## Recorded information
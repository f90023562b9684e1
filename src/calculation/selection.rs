use crate::config::model_catalog::{self, ModelDefinition};
use crate::error::Error;

/// The set of models being priced, at most one per provider.
///
/// Same rule as the interactive picker: choosing a second model from a
/// family replaces the first, choosing the same model again deselects it.
#[derive(Debug, Clone, Default)]
pub struct Selection {
    // Insertion-ordered. The catalog is single-digit sized, so a linear
    // provider scan on toggle beats keeping a provider-keyed map in sync.
    selected: Vec<&'static ModelDefinition>,
}

impl Selection {
    pub fn new() -> Self {
        Selection::default()
    }

    /// Selects or deselects one model.
    ///
    /// Toggling a selected id removes it. Toggling a new id first evicts
    /// any same-provider entry (0 or 1 of them), then appends. Unknown ids
    /// are rejected before anything mutates.
    pub fn toggle(&mut self, model_id: &str) -> Result<(), Error> {
        let model = model_catalog::lookup(model_id)?;

        if let Some(position) = self.selected.iter().position(|m| m.id == model.id) {
            self.selected.remove(position);
            return Ok(());
        }

        self.selected.retain(|m| m.provider != model.provider);
        self.selected.push(model);

        Ok(())
    }

    /// Selected models in selection order.
    pub fn models(&self) -> &[&'static ModelDefinition] {
        &self.selected
    }

    pub fn contains(&self, model_id: &str) -> bool {
        self.selected.iter().any(|m| m.id == model_id)
    }

    pub fn len(&self) -> usize {
        self.selected.len()
    }

    pub fn is_empty(&self) -> bool {
        self.selected.is_empty()
    }
}

#[cfg(test)]
mod tests {
    use super::*;
    use itertools::Itertools;

    #[test]
    fn toggle_adds_then_removes() {
        let mut selection = Selection::new();

        selection.toggle("gpt-5-nano").unwrap();
        assert!(selection.contains("gpt-5-nano"));
        assert_eq!(selection.len(), 1);

        selection.toggle("gpt-5-nano").unwrap();
        assert!(selection.is_empty());
    }

    #[test]
    fn toggle_replaces_same_provider_model() {
        let mut selection = Selection::new();

        selection.toggle("gpt-5-nano").unwrap();
        selection.toggle("gpt-5-mini").unwrap();

        assert!(!selection.contains("gpt-5-nano"));
        assert!(selection.contains("gpt-5-mini"));
        assert_eq!(selection.len(), 1);
    }

    #[test]
    fn toggle_keeps_other_providers_untouched() {
        let mut selection = Selection::new();

        selection.toggle("gpt-5-nano").unwrap();
        selection.toggle("gemini-2.5-flash-lite").unwrap();
        selection.toggle("mistral-small-latest").unwrap();
        assert_eq!(selection.len(), 3);

        // Swapping the Google pick leaves OpenAI and Mistral alone.
        selection.toggle("gemini-3-pro-preview").unwrap();

        assert_eq!(selection.len(), 3);
        assert!(selection.contains("gpt-5-nano"));
        assert!(selection.contains("gemini-3-pro-preview"));
        assert!(selection.contains("mistral-small-latest"));
    }

    #[test]
    fn toggle_rejects_unknown_model() {
        let mut selection = Selection::new();

        let error = selection.toggle("gpt-2").unwrap_err();

        assert!(matches!(error, Error::UnknownModel(id) if id == "gpt-2"));
        assert!(selection.is_empty());
    }

    #[test]
    fn models_keep_selection_order() {
        let mut selection = Selection::new();

        selection.toggle("mistral-small-latest").unwrap();
        selection.toggle("gpt-5-nano").unwrap();

        let ids: Vec<&str> = selection.models().iter().map(|m| m.id).collect();
        assert_eq!(ids, vec!["mistral-small-latest", "gpt-5-nano"]);
    }

    #[test]
    fn invariant_survives_a_toggle_storm() {
        let mut selection = Selection::new();
        let storm = [
            "gpt-5-nano",
            "gemini-3-flash-preview",
            "gpt-5.2",
            "mistral-large-3",
            "gpt-5.2",
            "gemini-2.5-flash-lite",
            "mistral-medium-3",
            "gpt-5-mini",
            "mistral-medium-3",
        ];

        for id in storm {
            selection.toggle(id).unwrap();
        }

        // No two selected models may share a provider, ever.
        let provider_count = selection
            .models()
            .iter()
            .map(|m| m.provider)
            .unique()
            .count();
        assert_eq!(provider_count, selection.len());
    }
}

## Assignment
Each entry above needs to be retyped exactly.

## Task response
repository f90023562b9684e1
filename src/calculation/selection.rs
use crate::config::model_catalog::{self, ModelDefinition};
use crate::error::Error;

/// The set of models being priced, at most one per provider.
///
/// Same rule as the interactive picker: choosing a second model from a
/// family replaces the first, choosing the same model again deselects it.
#[derive(Debug, Clone, Default)]
pub struct Selection {
    // Insertion-ordered. The catalog is single-digit sized, so a linear
    // provider scan on toggle beats keeping a provider-keyed map in sync.
    selected: Vec<&'static ModelDefinition>,
}

impl Selection {
    pub fn new() -> Self {
        Selection::default()
    }

    /// Selects or deselects one model.
    ///
    /// Toggling a selected id removes it. Toggling a new id first evicts
    /// any same-provider entry (0 or 1 of them), then appends. Unknown ids
    /// are rejected before anything mutates.
    pub fn toggle(&mut self, model_id: &str) -> Result<(), Error> {
        let model = model_catalog::lookup(model_id)?;

        if let Some(position) = self.selected.iter().position(|m| m.id == model.id) {
            self.selected.remove(position);
            return Ok(());
        }

        self.selected.retain(|m| m.provider != model.provider);
        self.selected.push(model);

        Ok(())
    }

    /// Selected models in selection order.
    pub fn models(&self) -> &[&'static ModelDefinition] {
        &self.selected
    }

    pub fn contains(&self, model_id: &str) -> bool {
        self.selected.iter().any(|m| m.id == model_id)
    }

    pub fn len(&self) -> usize {
        self.selected.len()
    }

    pub fn is_empty(&self) -> bool {
        self.selected.is_empty()
    }
}

#[cfg(test)]
mod tests {
    use super::*;
    use itertools::Itertools;

    #[test]
    fn toggle_adds_then_removes() {
        let mut selection = Selection::new();

        selection.toggle("gpt-5-nano").unwrap();
        assert!(selection.contains("gpt-5-nano"));
        assert_eq!(selection.len(), 1);

        selection.toggle("gpt-5-nano").unwrap();
        assert!(selection.is_empty());
    }

    #[test]
    fn toggle_replaces_same_provider_model() {
        let mut selection = Selection::new();

        selection.toggle("gpt-5-nano").unwrap();
        selection.toggle("gpt-5-mini").unwrap();

        assert!(!selection.contains("gpt-5-nano"));
        assert!(selection.contains("gpt-5-mini"));
        assert_eq!(selection.len(), 1);
    }

    #[test]
    fn toggle_keeps_other_providers_untouched() {
        let mut selection = Selection::new();

        selection.toggle("gpt-5-nano").unwrap();
        selection.toggle("gemini-2.5-flash-lite").unwrap();
        selection.toggle("mistral-small-latest").unwrap();
        assert_eq!(selection.len(), 3);

        // Swapping the Google pick leaves OpenAI and Mistral alone.
        selection.toggle("gemini-3-pro-preview").unwrap();

        assert_eq!(selection.len(), 3);
        assert!(selection.contains("gpt-5-nano"));
        assert!(selection.contains("gemini-3-pro-preview"));
        assert!(selection.contains("mistral-small-latest"));
    }

    #[test]
    fn toggle_rejects_unknown_model() {
        let mut selection = Selection::new();

        let error = selection.toggle("gpt-2").unwrap_err();

        assert!(matches!(error, Error::UnknownModel(id) if id == "gpt-2"));
        assert!(selection.is_empty());
    }

    #[test]
    fn models_keep_selection_order() {
        let mut selection = Selection::new();

        selection.toggle("mistral-small-latest").unwrap();
        selection.toggle("gpt-5-nano").unwrap();

        let ids: Vec<&str> = selection.models().iter().map(|m| m.id).collect();
        assert_eq!(ids, vec!["mistral-small-latest", "gpt-5-nano"]);
    }

    #[test]
    fn invariant_survives_a_toggle_storm() {
        let mut selection = Selection::new();
        let storm = [
            "gpt-5-nano",
            "gemini-3-flash-preview",
            "gpt-5.2",
            "mistral-large-3",
            "gpt-5.2",
            "gemini-2.5-flash-lite",
            "mistral-medium-3",
            "gpt-5-mini",
            "mistral-medium-3",
        ];

        for id in storm {
            selection.toggle(id).unwrap();
        }

        // No two selected models may share a provider, ever.
        let provider_count = selection
            .models()
            .iter()
            .map(|m| m.provider)
            .unique()
            .count();
        assert_eq!(provider_count, selection.len());
    }
}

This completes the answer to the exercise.